- **Assignment**: Somewhere below is a line with "Action::AddReference | Action::EnableCompatibilityShim" and, later, a line with "misuse ends the"; repeat those two lines and all the lines between them, exactly as they are.
▬▬▬▬▬▬
use super::handlers;
use crate::compiler::CompilerBackend;
use crate::layout::COMPATIBILITY_SHIM_FILE;
use crate::protocol::{Action, ActionFrame, FrameReader, FrameWriter, ProtocolError};
use crate::session::{CompilerSession, SessionError};
use std::env;
use std::io::{self, Read, Write};
use std::path::{Path, PathBuf};
use thiserror::Error;
use tracing::debug_span;

#[derive(Debug, Error)]
pub enum DispatchError {
    #[error(transparent)]
    Protocol(#[from] ProtocolError),

    #[error(transparent)]
    Session(#[from] SessionError),
}

/// Whether the outer read loop keeps going.
#[derive(Debug, Clone, Copy, PartialEq, Eq)]
pub enum Flow {
    Continue,
    Stop,
}

/// Where the helper finds files it ships with.
#[derive(Debug, Clone, PartialEq, Eq)]
pub struct HelperEnvironment {
    pub shim_path: PathBuf,
}

impl HelperEnvironment {
    pub fn from_install_dir(dir: &Path) -> Self {
        Self {
            shim_path: dir.join(COMPATIBILITY_SHIM_FILE),
        }
    }

    /// Resolve against the directory holding the running executable, never
    /// the working directory the host launched us from.
    pub fn locate() -> io::Result<Self> {
        let exe = env::current_exe()?;
        let dir = exe.parent().ok_or_else(|| {
            io::Error::new(io::ErrorKind::NotFound, "helper executable has no parent directory")
        })?;
        Ok(Self::from_install_dir(dir))
    }
}

/// What a handler may touch. Payloads arrive already decoded, so handlers
/// never see the input stream.
pub struct DispatchContext<'a, W> {
    pub session: &'a mut CompilerSession,
    pub backend: &'a dyn CompilerBackend,
    pub writer: &'a mut FrameWriter<W>,
    pub env: &'a HelperEnvironment,
}

/// Static action table. Adding an [`ActionFrame`] variant without a handler
/// fails to compile.
pub fn dispatch<W: Write>(
    frame: ActionFrame,
    ctx: &mut DispatchContext<'_, W>,
) -> Result<Flow, DispatchError> {
    let _span = debug_span!("dispatch", action = frame.action().as_str()).entered();
    match frame {
        ActionFrame::AddPreprocessorSymbol(symbol) => {
            handlers::add_preprocessor_symbol(ctx, symbol)
        }
        ActionFrame::AddSourceFile(path) => handlers::add_source_file(ctx, path),
        ActionFrame::AddReference(path) => handlers::add_reference(ctx, path),
        ActionFrame::EnableCompatibilityShim => handlers::enable_compatibility_shim(ctx),
        ActionFrame::Compile => handlers::compile(ctx),
        ActionFrame::Finish => handlers::finish(ctx),
    }
}

#[derive(Debug, Clone, Default, PartialEq, Eq)]
pub struct DriverStats {
    pub actions: usize,
    pub symbols: usize,
    pub sources: usize,
    pub references: usize,
    pub compiles: usize,
}

impl DriverStats {
    fn record(&mut self, action: Action) {
        self.actions += 1;
        match action {
            Action::AddPreprocessorSymbol => self.symbols += 1,
            Action::AddSourceFile => self.sources += 1,
            Action::AddReference | Action::EnableCompatibilityShim => self.references += 1,
            Action::Compile => self.compiles += 1,
            Action::Finish => {}
        }
    }
}

/// Serve actions until `Finish`. Any framing error or session misuse ends the
/// loop immediately; the caller is expected to exit and let the host tear
/// down the pipes.
pub fn run_driver_loop<R: Read, W: Write>(
    input: R,
    output: W,
    session: &mut CompilerSession,
    backend: &dyn CompilerBackend,
    env: &HelperEnvironment,
) -> Result<DriverStats, DispatchError> {
    let mut reader = FrameReader::new(input);
    let mut writer = FrameWriter::new(output);
    let mut stats = DriverStats::default();

    loop {
        let code = reader
            .read_action_code()?
            .ok_or(ProtocolError::StreamClosed)?;
        let action = Action::from_code(code).ok_or(ProtocolError::UnknownAction(code))?;
        let frame = ActionFrame::read_payload(action, &mut reader)?;
        stats.record(action);

        let mut ctx = DispatchContext {
            session: &mut *session,
            backend,
            writer: &mut writer,
            env,
        };
        if dispatch(frame, &mut ctx)? == Flow::Stop {
            return Ok(stats);
        }
    }
}
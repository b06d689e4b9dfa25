use std::path::Path;
use std::sync::Arc;
use std::time::Duration;

use futures::future::join_all;

use docsnip_core::error::{Error, FetchError, Result};
use docsnip_core::manifest::{Manifest, ManifestEntry, SourceLocation};
use docsnip_core::traits::PageFetcher;
use docsnip_core::types::{Source, SourceId, SourceKind};

/// A manifest entry that was skipped, with the reason.
#[derive(Debug)]
pub struct LoadFailure {
    pub id: SourceId,
    pub error: Error,
}

/// Sources that resolved, in manifest order, plus the ones that did not.
#[derive(Debug, Default)]
pub struct LoadReport {
    pub sources: Vec<Source>,
    pub failures: Vec<LoadFailure>,
}

pub struct SourceLoader {
    fetcher: Arc<dyn PageFetcher>,
    timeout: Duration,
    concurrent: bool,
}

impl SourceLoader {
    pub fn new(fetcher: Arc<dyn PageFetcher>) -> Self {
        Self { fetcher, timeout: Duration::from_secs(8), concurrent: true }
    }

    /// Per-URL bound; an expired fetch counts as a `FetchError`.
    pub fn with_timeout(mut self, timeout: Duration) -> Self {
        self.timeout = timeout;
        self
    }

    pub fn with_concurrency(mut self, concurrent: bool) -> Self {
        self.concurrent = concurrent;
        self
    }

    /// Loads every entry. Failures are logged and collected, never fatal;
    /// output order follows the manifest regardless of completion order.
    pub async fn load(&self, manifest: &Manifest) -> LoadReport {
        let results: Vec<Result<Source>> = if self.concurrent {
            join_all(manifest.entries().iter().map(|e| self.load_entry(e))).await
        } else {
            let mut out = Vec::with_capacity(manifest.len());
            for entry in manifest.entries() {
                out.push(self.load_entry(entry).await);
            }
            out
        };

        let mut report = LoadReport::default();
        for (entry, result) in manifest.entries().iter().zip(results) {
            match result {
                Ok(source) => report.sources.push(source),
                Err(error) => {
                    tracing::warn!(source = %entry.id, error = %error, "skipping source");
                    report.failures.push(LoadFailure { id: entry.id.clone(), error });
                }
            }
        }
        tracing::info!(
            loaded = report.sources.len(),
            failed = report.failures.len(),
            fetcher = self.fetcher.name(),
            "loaded sources"
        );
        report
    }

    pub async fn load_entry(&self, entry: &ManifestEntry) -> Result<Source> {
        match &entry.location {
            SourceLocation::Path(path) => read_local(&entry.id, path).await,
            SourceLocation::Url(url) => self.fetch_remote(&entry.id, url).await,
        }
    }

    async fn fetch_remote(&self, id: &str, url: &str) -> Result<Source> {
        tracing::debug!(source = %id, fetcher = self.fetcher.name(), "fetching");
        let text = match tokio::time::timeout(self.timeout, self.fetcher.fetch_text(url)).await {
            Ok(Ok(text)) => text,
            Ok(Err(source)) => return Err(Error::Fetch { id: id.to_string(), source }),
            Err(_) => {
                return Err(Error::Fetch { id: id.to_string(), source: FetchError::Timeout(self.timeout) })
            }
        };
        if text.trim().is_empty() {
            return Err(Error::Fetch { id: id.to_string(), source: FetchError::EmptyExtraction });
        }
        Ok(Source::new(id, SourceKind::Remote, text))
    }
}

/// Reads a local file, replacing invalid UTF-8 rather than rejecting the file.
async fn read_local(id: &str, path: &Path) -> Result<Source> {
    let bytes = tokio::fs::read(path)
        .await
        .map_err(|source| Error::Load { id: id.to_string(), source })?;
    let text = match String::from_utf8(bytes) {
        Ok(text) => text,
        Err(e) => String::from_utf8_lossy(e.as_bytes()).into_owned(),
    };
    Ok(Source::new(id, SourceKind::Local, text))
}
▬▬▬▬▬▬
- **Task result**:
            Action::AddReference | Action::EnableCompatibilityShim => self.references += 1,
            Action::Compile => self.compiles += 1,
            Action::Finish => {}
        }
    }
}

/// Serve actions until `Finish`. Any framing error or session misuse ends the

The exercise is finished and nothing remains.